Holmes se encogió de hombros.
– Al contrario. Todo lo que pasó fue real. Las explicaciones para ello, sin embargo… Me temo que desde el momento en que entramos en el terreno de lo sobrenatural, no puedo aceptarlas. No existe nada sobrenatural, señor Adamson. La misma palabra es un oxímoron evidente. Nada puede haber que escape a las leyes de la naturaleza. Cierto que hay mucho que no sabemos o comprendemos, pero asignarle la categoría de «sobrenatural» a todo lo que no terminamos de entender no es otra cosa que pereza intelectual.
Adamson asintió.
– Puede que se sorprenda, pero estoy de acuerdo con usted. El problema es que quizá no estemos definiendo como «naturaleza» la misma cosa, usted y yo.
– Es posible.
– Seguramente para usted la desaparición de Lovecraft en medio de un banco de niebla tiene causas… llamémoslas tecnológicas, ¿no es así? Quizá un submarino experimental que hundió rápidamente su cúter y lo acogió a bordo, de modo que cuando ustedes llegaron a donde él estaba, ya no había rastro alguno de Lovecraft o de su barco. Del mismo modo, estoy seguro de que justifica el hecho de que mi apariencia sea exactamente la misma que la de hace treinta y cinco años con alguna explicación que incluya métodos similares al que usa usted. Su… llamémosla «jalea real», tal y como usted lo hace a falta de un término mejor, que le ha permitido frenar los efectos del proceso de envejecimiento.
– Ambas explicaciones me parecen perfectamente razonables y lógicas.
– Así es. Pero, ¿eso las convierte en ciertas?
– Quién sabe. Explican los acontecimientos de un modo satisfactorio para mí. Por lo tanto, a mi me bastan.
– Comprendo. Me temo, entonces, que nada lo que yo le diga esta noche va a servirle de mucho. Sin duda, para usted lo ocurrido en la Boca del Infierno tiene una explicación sencilla y racional. Y lo que le ha sucedido a su pupilo…
– Lamentable -dijo Holmes-, pero evidente, una vez todo ha salido a la luz. De hecho, confieso que debería haberlo visto antes, si en este caso mis sentimientos por Wiggins no hubieran perturbado mis capacidades de raciocinio. Me temo que ni siquiera yo soy ajeno a las veleidades de la emoción y, para desgracia de Wiggins, han nublado mi juicio.
– Sí, no esperaba que lo viera otro modo. Y tiene razón, lo que le ha pasado a su discípulo era evidente para cualquiera que supiese mirar. Pero hay más, señor Holmes, mucho más, y ésa es la parte que me temo que no creería si yo se la contase. Esta noche ha empezado algo terrible y oscuro que se prolongará durante los próximos años. Pero creo que tendrá tiempo de ir descubriéndolo por sí mismo.
Arrojó el cigarrillo a la chimenea, donde las llamas lo devoraron rápidamente.
– No hay mucho que pueda contarle. Al menos en estos momentos, cuando las explicaciones que podría darle no encajan en la concepción que usted tiene del universo. -Frunció el ceño-. No, eso no es cierto: encajan perfectamente en la concepción que tiene del universo, pero no en la… implementación concreta que usted ha elegido para esa concepción.

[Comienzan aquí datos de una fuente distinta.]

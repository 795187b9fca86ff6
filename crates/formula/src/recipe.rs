//! Recipe definitions.
//!
//! A [`Recipe`] is plain data: the primary resource, optional
//! sub-resources, the options that switch them on and off, how each one is
//! configured and built, and the smoke test to run afterwards. It is what a
//! recipe TOML file deserializes into, and what [`crate::tcl_tk::recipe`]
//! builds in code.
//!
//! Arguments may use the placeholders `{prefix}`, `{bin}`, `{lib}` and
//! `{man}`; they are substituted when the plan is built, never later.

use crate::error::{Error, Result};
use crate::options::{self, OptionSet, OptionSpec, ResolvedOptions};
use crate::platform::{PatchGate, PlatformFacts};
use crate::plan;
use crate::types::{CommandPlan, InstallLayout, ResourceDescriptor};
use serde::{Deserialize, Serialize};
use std::collections::{BTreeMap, HashSet};
use std::path::PathBuf;

/// A complete build recipe.
#[derive(Debug, Clone, PartialEq, Eq, Serialize, Deserialize)]
pub struct Recipe {
    /// Recipe name (e.g., "tcl-tk").
    pub name: String,
    /// One-line description.
    #[serde(default)]
    pub description: String,
    /// Project homepage.
    #[serde(default)]
    pub homepage: String,
    /// The resource everything else depends on.
    pub primary: ResourceSpec,
    /// Sub-resources, built after the primary in this order.
    #[serde(default)]
    pub resources: Vec<ResourceSpec>,
    /// Declared options.
    #[serde(default)]
    pub options: Vec<OptionSpec>,
    /// Deprecated flag spellings, `alias -> canonical`.
    #[serde(default)]
    pub deprecated: BTreeMap<String, String>,
    /// Option pairs that cannot both be on.
    #[serde(default)]
    pub exclusive: Vec<[String; 2]>,
    /// Post-install smoke test.
    #[serde(default)]
    pub test: Option<SmokeTest>,
}

/// A resource plus how to build it.
#[derive(Debug, Clone, PartialEq, Eq, Serialize, Deserialize)]
pub struct ResourceSpec {
    /// What to fetch.
    #[serde(flatten)]
    pub descriptor: ResourceDescriptor,
    /// Option that must be on for this resource to be built.
    #[serde(default, skip_serializing_if = "Option::is_none")]
    pub enabled_by: Option<String>,
    /// Resource whose installed output this one needs.
    #[serde(default, skip_serializing_if = "Option::is_none")]
    pub depends_on: Option<String>,
    /// Restricts when the inline patch is applied.
    #[serde(default, skip_serializing_if = "Option::is_none")]
    pub patch_gate: Option<PatchGate>,
    /// Build instructions.
    #[serde(default)]
    pub build: BuildScript,
}
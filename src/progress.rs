//! Progress indicators for kiln.

use crate::ui;
use formula::{BuildStep, ExecutionObserver};
use indicatif::{ProgressBar, ProgressStyle};
use std::time::Duration;

const TICK_STRINGS: &[&str] = &["⠋", "⠙", "⠹", "⠸", "⠼", "⠴", "⠦", "⠧", "⠇", "⠏", "✓"];

/// Create a spinner with a message. Hidden when `quiet` is set.
pub fn spinner(msg: impl Into<String>, quiet: bool) -> ProgressBar {
    if quiet {
        return ProgressBar::hidden();
    }
    let pb = ProgressBar::new_spinner();
    pb.set_style(
        ProgressStyle::default_spinner()
            .tick_strings(TICK_STRINGS)
            .template("{spinner:.cyan} {prefix:.bold} {msg:.dim}")
            .unwrap_or_else(|_| ProgressStyle::default_spinner()),
    );
    pb.set_prefix(msg.into());
    pb.enable_steady_tick(Duration::from_millis(100));
    pb
}

/// Finish a spinner with a success line.
pub fn finish_success(pb: &ProgressBar, msg: &str) {
    let hidden = pb.is_hidden();
    pb.finish_and_clear();
    if !hidden {
        ui::success(msg);
    }
}

/// Clear a spinner after a failure; the caller reports the error.
pub fn finish_error(pb: &ProgressBar) {
    pb.finish_and_clear();
}

/// Spinner that follows a build, one resource at a time.
pub struct SpinnerProgress {
    quiet: bool,
    bar: Option<ProgressBar>,
    steps: usize,
}

impl SpinnerProgress {
    pub fn new(quiet: bool) -> Self {
        Self {
            quiet,
            bar: None,
            steps: 0,
        }
    }
}

impl ExecutionObserver for SpinnerProgress {
    fn on_resource_start(&mut self, resource: &str, steps: usize) {
        if let Some(previous) = self.bar.take() {
            previous.finish_and_clear();
        }
        self.steps = steps;
        let pb = spinner(resource, self.quiet);
        pb.set_message("staging");
        self.bar = Some(pb);
    }

    fn on_step_start(&mut self, resource: &str, index: usize, step: &BuildStep) {
        log::debug!("{resource}: step {index}: {step}");
        if let Some(pb) = &self.bar {
            pb.set_message(format!(
                "[{}/{}] {}",
                index + 1,
                self.steps,
                ui::truncate(&step.command_line(), 60)
            ));
        }
    }

    fn on_step_complete(&mut self, resource: &str, index: usize, duration: Duration) {
        log::debug!(
            "{resource}: step {index} done in {}",
            ui::format_duration(duration)
        );
    }

    fn on_resource_complete(&mut self, resource: &str) {
        if let Some(pb) = self.bar.take() {
            finish_success(&pb, &format!("Built {resource}"));
        }
    }
}

impl Drop for SpinnerProgress {
    fn drop(&mut self) {
        if let Some(pb) = self.bar.take() {
            finish_error(&pb);
        }
    }
}

#[cfg(test)]
mod tests {
    use super::*;

    #[test]
    fn test_quiet_spinner_is_hidden() {
        assert!(spinner("tcl", true).is_hidden());
    }

    #[test]
    fn test_progress_tracks_resources() {
        let mut progress = SpinnerProgress::new(true);
        progress.on_resource_start("tcl", 3);
        assert_eq!(progress.steps, 3);
        progress.on_step_start("tcl", 0, &BuildStep::new(".", "make"));
        progress.on_step_complete("tcl", 0, Duration::from_millis(5));
        progress.on_resource_complete("tcl");
        assert!(progress.bar.is_none());
    }
}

– Es posible. Así pues, dígame cuanto pueda.
– Eso haré. El resto, me temo, tendrá que ir descubriéndolo por sí mismo. Si de algo estoy seguro es de que su intervención en este asunto está lejos de acabarse, señor Holmes.
– Eso no me sorprende demasiado.
– No, supongo que no. Veamos, ¿por dónde empezar? ¿Hace treinta y cinco años, cuando evité que una pieza del poder cayera en manos de Aleister Crowley? Porque supongo que a estas alturas su hermano ya le ha puesto en antecedentes y no ignora que el Necronomicon está repartido en tres libros, en tres ejemplares distintos del mismo libro, en realidad, y que los tres son necesarios para reconstruir el libro completo. Lo que Winfield Lovecraft robó hace treinta y cinco años era sólo una parte de Al Azif, una parte que yo envié donde menos daño pudiera hacer, pese a que la criatura que ahora lo tiene en sus manos… bien, eso es algo que usted averiguará por sí mismo, tarde o temprano.